### Aim of the task
From the first record through the last, copy each one exactly.

### The data
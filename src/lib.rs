// thiserror's #[error("...{field}...")] format strings reference struct fields,
// but the compiler doesn't see through the derive macro and reports false positives.
#![allow(unused_assignments)]

//! # anchor-day
//!
//! An energy-aware daily planner. Each day the user records how much capacity
//! they have (low, medium, high); the first log of the day snapshots their
//! active anchor tasks into a checklist, and the dashboard shows a plan sized
//! to that capacity.
//!
//! ## Architecture
//!
//! - **Store** (`store`): SQLite via rusqlite, one transaction per write
//! - **Auth** (`auth`): PBKDF2 password hashes, HMAC-signed session tokens
//! - **Planner** (`planner`): the application operations behind the CLI and HTTP
//! - **Views** (`view`): dashboard model, server-rendered HTML
//! - **Seeds** (`seeds`): bundled TOML packs for the initial user and playbook
//! - **Server** (`server`, feature `server`): axum router for `anchord`
//!
//! ## Library usage
//!
//! ```no_run
//! use std::sync::Arc;
//!
//! use anchor_day::auth::SessionKeys;
//! use anchor_day::clock::SystemClock;
//! use anchor_day::model::EnergyLevel;
//! use anchor_day::planner::Planner;
//! use anchor_day::store::Store;
//! use anchor_day::validate::SignUpForm;
//!
//! let store = Store::open("anchor-day.db").unwrap();
//! let keys = SessionKeys::new(vec![0u8; 32], chrono::Duration::hours(24)).unwrap();
//! let planner = Planner::new(store, keys, Arc::new(SystemClock::local()));
//!
//! let user = planner
//!     .create_user(&SignUpForm {
//!         email: "me@example.com".into(),
//!         password: "correct horse".into(),
//!         name: None,
//!     })
//!     .unwrap();
//! planner.create_anchor_task(user.id, "Take medication", None).unwrap();
//! let outcome = planner.set_energy(user.id, EnergyLevel::Low).unwrap();
//! assert_eq!(outcome.statuses_created, 1);
//! ```

pub mod auth;
pub mod clock;
pub mod config;
pub mod error;
pub mod model;
pub mod paths;
pub mod planner;
pub mod seeds;
#[cfg(feature = "server")]
pub mod server;
pub mod store;
pub mod validate;
pub mod view;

### Solution to the problem
filename src/lib.rs
// thiserror's #[error("...{field}...")] format strings reference struct fields,
// but the compiler doesn't see through the derive macro and reports false positives.
#![allow(unused_assignments)]

//! # anchor-day
//!
//! An energy-aware daily planner. Each day the user records how much capacity
//! they have (low, medium, high); the first log of the day snapshots their
//! active anchor tasks into a checklist, and the dashboard shows a plan sized
//! to that capacity.
//!
//! ## Architecture
//!
//! - **Store** (`store`): SQLite via rusqlite, one transaction per write
//! - **Auth** (`auth`): PBKDF2 password hashes, HMAC-signed session tokens
//! - **Planner** (`planner`): the application operations behind the CLI and HTTP
//! - **Views** (`view`): dashboard model, server-rendered HTML
//! - **Seeds** (`seeds`): bundled TOML packs for the initial user and playbook
//! - **Server** (`server`, feature `server`): axum router for `anchord`
//!
//! ## Library usage
//!
//! ```no_run
//! use std::sync::Arc;
//!
//! use anchor_day::auth::SessionKeys;
//! use anchor_day::clock::SystemClock;
//! use anchor_day::model::EnergyLevel;
//! use anchor_day::planner::Planner;
//! use anchor_day::store::Store;
//! use anchor_day::validate::SignUpForm;
//!
//! let store = Store::open("anchor-day.db").unwrap();
//! let keys = SessionKeys::new(vec![0u8; 32], chrono::Duration::hours(24)).unwrap();
//! let planner = Planner::new(store, keys, Arc::new(SystemClock::local()));
//!
//! let user = planner
//!     .create_user(&SignUpForm {
//!         email: "me@example.com".into(),
//!         password: "correct horse".into(),
//!         name: None,
//!     })
//!     .unwrap();
//! planner.create_anchor_task(user.id, "Take medication", None).unwrap();
//! let outcome = planner.set_energy(user.id, EnergyLevel::Low).unwrap();
//! assert_eq!(outcome.statuses_created, 1);
//! ```

pub mod auth;
pub mod clock;
pub mod config;
pub mod error;
pub mod model;
pub mod paths;
pub mod planner;
pub mod seeds;
#[cfg(feature = "server")]
pub mod server;
pub mod store;
pub mod validate;
pub mod view;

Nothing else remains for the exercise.